Peter has known FOTB (Friend of the Blog) Mr. C since he was broadcasting on WTUR in Medford. Now he can be heard Saturdays from 12-2 on LuxuriaMusic.com
Having a Las Vegas over/under connected to the length of your song may not be the most comforting entry into performance, much less singing the National Anthem on solo piano at the Super Bowl. That’s what Alicia Keys was faced with this year, and alone she bravely soldiered on trying to summon some dignity from the whole affair.
Thirty years earlier, Marvin Gaye was introduced at the NBA All Star Game to much less fanfare. With a click track in the background giving a pulse loosely based on his mega-hit, “Sexual Healing,” Gaye strode evenly to the mike. Head skewed slightly upward, dressed impeccably in a grey double-breasted suit, with eyes sheathed in opaque, impenetrable sunglasses, Gaye began to sing. Introspective, gallant and seemingly spontaneous, he began an interpretation as graceful as the athletes lined up in attendance, who smiled and swayed as he sang. Bombs didn’t burst in the background and U.S. soldiers weren’t standing by. Alone at center stage, Marvin Gaye transformed the potential bombast of the song into a gently parsed hymn - our National Anthem sung as an extremely personal, resolute reflection, part sublime sadness and part quiet triumph.

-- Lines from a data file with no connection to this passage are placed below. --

use itertools::Itertools;
use owo_colors::OwoColorize;
use tabled::{Table, Tabled};

use crate::{context::AppContext, services::shared::util::normalize_symbol};

#[derive(Debug, Tabled)]
struct StringifiedWatchlistEntry {
    symbol: String,
    added: String,
}

fn describe_mode(ctx: &AppContext) -> &'static str {
    if ctx.backend.is_authenticated() {
        "account"
    } else {
        "local"
    }
}

pub async fn list_watchlist(ctx: &AppContext) -> anyhow::Result<()> {
    let watchlist = ctx.watchlist().await?;
    if watchlist.entries().is_empty() {
        println!("Your {} watchlist is empty.", describe_mode(ctx));
        return Ok(());
    }

    let formatted_entries: Vec<StringifiedWatchlistEntry> = watchlist
        .entries()
        .iter()
        .sorted_by(|a, b| a.symbol.cmp(&b.symbol))
        .map(|entry| StringifiedWatchlistEntry {
            symbol: entry.symbol.clone(),
            added: entry.added_at.format("%Y/%m/%d").to_string(),
        })
        .collect();

    println!("{}", Table::new(&formatted_entries));
    println!("{} symbols on your {} watchlist", formatted_entries.len(), describe_mode(ctx));
    Ok(())
}

pub async fn add_to_watchlist(ctx: &AppContext, symbol: &str) -> anyhow::Result<()> {
    let mut watchlist = ctx.watchlist().await?;
    let symbol = normalize_symbol(symbol);
    if watchlist.add(&symbol).await? {
        println!("{} added to watchlist", symbol.green().bold());
    } else {
        println!("{} is already on your watchlist", symbol);
    }
    Ok(())
}

pub async fn remove_from_watchlist(ctx: &AppContext, symbol: &str) -> anyhow::Result<()> {
    let mut watchlist = ctx.watchlist().await?;
    let symbol = normalize_symbol(symbol);
    if watchlist.remove(&symbol).await? {
        println!("{} removed from watchlist", symbol.red().bold());
    } else {
        println!("{} wasn't on your watchlist", symbol);
    }
    Ok(())
}
pub mod account;
pub mod cache;
pub mod calc;
pub mod indices;
pub mod list;
pub mod shared;
pub mod show;
pub mod watchlist;

use std::path::PathBuf;

use clap::{Parser, Subcommand};

use account::{logout, profile};
use cache::{cache_status, clear_cache, clear_price_cache};
use calc::{calculate_cagr, calculate_lumpsum, calculate_sip, calculate_xirr};
use indices::indices;
use list::{list, ListArgs};
use shared::confirm_action;
use show::show;
use watchlist::{add_to_watchlist, list_watchlist, remove_from_watchlist};

use crate::{
    context::AppContext,
    services::{
        files::create_necessary_directories,
        market_data::screener::SortKey,
        shared::env::{check_for_env_variables, AppConfig},
    },
};

#[derive(Parser, Debug)]
#[command(version, about = "Screener and return calculators for Indian ETFs")]
struct Args {
    #[clap(subcommand)]
    cmd: Command,
}

#[derive(Debug, Subcommand, PartialEq)]
enum Command {
    /// All ETFs with live prices and pre-computed indicators
    List {
        #[arg(short, long, value_enum)]
        sort: Option<SortKey>,
        /// Sort ascending instead of descending
        #[arg(long)]
        asc: bool,
        /// Only symbols containing this text
        #[arg(short = 'q', long)]
        search: Option<String>,
        /// Only symbols on the watchlist
        #[arg(short, long)]
        watchlist: bool,
        /// Ignore cached data
        #[arg(short, long)]
        refresh: bool,
    },
    /// Details of a single ETF
    Show {
        symbol: String,
        #[arg(short, long)]
        refresh: bool,
    },
    /// Indian market indices
    Indices,
    Watchlist {
        #[clap(subcommand)]
        cmd: WatchlistCommand,
    },
    /// Return calculators, work offline
    Calc {
        #[clap(subcommand)]
        cmd: CalcCommand,
    },
    Cache {
        #[clap(subcommand)]
        cmd: CacheCommand,
    },
    Profile,
    Logout,
}

#[derive(Debug, Subcommand, PartialEq)]
enum WatchlistCommand {
    List,
    Add { symbol: String },
    Remove { symbol: String },
}

#[derive(Debug, Subcommand, PartialEq)]
enum CalcCommand {
    /// Annualised return of dated cash flows, investments negative
    Xirr {
        /// DATE:AMOUNT, e.g. 2024-01-01:-10000
        #[arg(long = "flow")]
        flows: Vec<String>,
        /// CSV file with a `date,amount` header
        #[arg(short, long)]
        file: Option<PathBuf>,
    },
    Cagr {
        initial: f64,
        #[arg(value_name = "FINAL")]
        final_value: f64,
        years: f64,
    },
    /// Monthly SIP projection, rates in percent per year
    Sip {
        monthly: f64,
        rate: f64,
        years: f64,
        #[arg(short, long, default_value_t = 0.0)]
        inflation: f64,
    },
    Lumpsum {
        amount: f64,
        rate: f64,
        years: f64,
        #[arg(short, long, default_value_t = 0.0)]
        inflation: f64,
    },
}

#[derive(Debug, Subcommand, PartialEq)]
enum CacheCommand {
    Status,
    Clear {
        #[arg(short, long)]
        yes: bool,
    },
    ClearPrices,
}

fn calc(cmd: CalcCommand) -> anyhow::Result<()> {
    match cmd {
        CalcCommand::Xirr { flows, file } => calculate_xirr(&flows, file.as_ref()),
        CalcCommand::Cagr {
            initial,
            final_value,
            years,
        } => calculate_cagr(initial, final_value, years),
        CalcCommand::Sip {
            monthly,
            rate,
            years,
            inflation,
        } => calculate_sip(monthly, rate, years, inflation),
        CalcCommand::Lumpsum {
            amount,
            rate,
            years,
            inflation,
        } => calculate_lumpsum(amount, rate, years, inflation),
    }
}

fn load_context() -> anyhow::Result<AppContext> {
    check_for_env_variables();
    let config = AppConfig::from_env()?;
    create_necessary_directories(&config.cache_dir)?;
    AppContext::new(config)
}

pub async fn cli() -> anyhow::Result<()> {
    let args = Args::parse();

    match args.cmd {
        // calculators work without backend configuration or cache
        Command::Calc { cmd } => {
            calc(cmd)?;
        }
        Command::List {
            sort,
            asc,
            search,
            watchlist,
            refresh,
        } => {
            let args = ListArgs {
                sort,
                ascending: asc,
                search,
                watchlist_only: watchlist,
                refresh,
            };
            list(&load_context()?, args).await?;
        }
        Command::Show { symbol, refresh } => {
            show(&load_context()?, &symbol, refresh).await?;
        }
        Command::Indices => {
            indices(&load_context()?).await?;
        }
        Command::Watchlist { cmd } => {
            let ctx = load_context()?;
            match cmd {
                WatchlistCommand::List => list_watchlist(&ctx).await?,
                WatchlistCommand::Add { symbol } => add_to_watchlist(&ctx, &symbol).await?,
                WatchlistCommand::Remove { symbol } => remove_from_watchlist(&ctx, &symbol).await?,
            }
        }
        Command::Cache { cmd } => {
            let ctx = load_context()?;
            match cmd {
                CacheCommand::Status => cache_status(&ctx).await?,
                CacheCommand::Clear { yes } => {
                    if yes || confirm_action("clear all cached ETF data") {
                        clear_cache(&ctx).await?;
                    }
                }
                CacheCommand::ClearPrices => clear_price_cache(&ctx).await?,
            }
        }
        Command::Profile => {
            profile(&load_context()?).await?;
        }
        Command::Logout => {
            logout(&load_context()?).await?;
        }
    }
    Ok(())
}

#[cfg(test)]
mod tests {
    use clap::CommandFactory;

    use super::*;

    #[test]
    fn arguments_are_consistent() {
        Args::command().debug_assert();
    }

    #[test]
    fn xirr_flows_accept_negative_amounts() {
        let args = Args::try_parse_from([
            "etfwatch",
            "calc",
            "xirr",
            "--flow",
            "2024-01-01:-10000",
            "--flow",
            "2025-01-01:11000",
        ])
        .unwrap();
        assert_eq!(
            args.cmd,
            Command::Calc {
                cmd: CalcCommand::Xirr {
                    flows: vec![
                        "2024-01-01:-10000".to_string(),
                        "2025-01-01:11000".to_string()
                    ],
                    file: None,
                }
            }
        );
    }

    #[test]
    fn list_parses_sort_key() {
        let args = Args::try_parse_from(["etfwatch", "list", "--sort", "year-return", "--asc"])
            .unwrap();
        assert!(matches!(
            args.cmd,
            Command::List {
                sort: Some(SortKey::YearReturn),
                asc: true,
                ..
            }
        ));
    }
}
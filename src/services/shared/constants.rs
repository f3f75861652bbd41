pub const DEFAULT_CACHE_DIR: &str = "./cache";

pub const SUMMARY_DATA_KEY: &str = "etf_summary_data";
pub const SUMMARY_DATE_KEY: &str = "etf_summary_date";
pub const PRICES_DATA_KEY: &str = "etf_prices_data";
pub const PRICES_TIMESTAMP_KEY: &str = "etf_prices_timestamp";
pub const LOCAL_WATCHLIST_KEY: &str = "etf_watchlist_local";

// one hour
pub const PRICE_CACHE_TTL_MS: i64 = 3_600_000;

pub const SUMMARY_DATE_FORMAT: &str = "%Y-%m-%d";
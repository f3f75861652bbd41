pub mod backend;
pub mod cache;
pub mod calculators;
pub mod files;
pub mod market_data;
pub mod parsers;
pub mod shared;
pub mod watchlist;
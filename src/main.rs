mod cli;
mod context;
mod models;
mod services;
mod store;

use cli::cli;
use services::shared::logger::init_logger;

async fn run_etfwatch() -> anyhow::Result<()> {
    init_logger();
    cli().await?;
    Ok(())
}

#[tokio::main(flavor = "current_thread")]
async fn main() -> anyhow::Result<()> {
    run_etfwatch().await?;
    Ok(())
}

Great music on TV seems divided into two camps: The Beatles and Rolling Stones on Ed Sullivan, or several Elvis Presley appearances (though a very good argument can be made about the music in his case), which were hugely anticipated Events, where song was almost secondary to just the appearance. Then there’s the unexpected: Howling Wolf on Shindig [1] or this: Marvin Gaye at the 1983 NBA All Star game. Here, by mid-song the crowd (and many of us viewing), experienced a collective, unmanufactured thrill, a tingle of disbelief…and this became the real event, the transformative, riveting power of great art. There is something happening here–a pure expression of complex emotion consolidated, into two and a half minutes of song.
–Mr. C
For the full story of how this anthem came to be, check out out Pete Croatto’s piece on Grantland.com
[1] Ed note: This blog has been up for only a few months, and we have already linked to this INCREDIBLE video three times. If you haven’t ever seen this… well… just watch it already!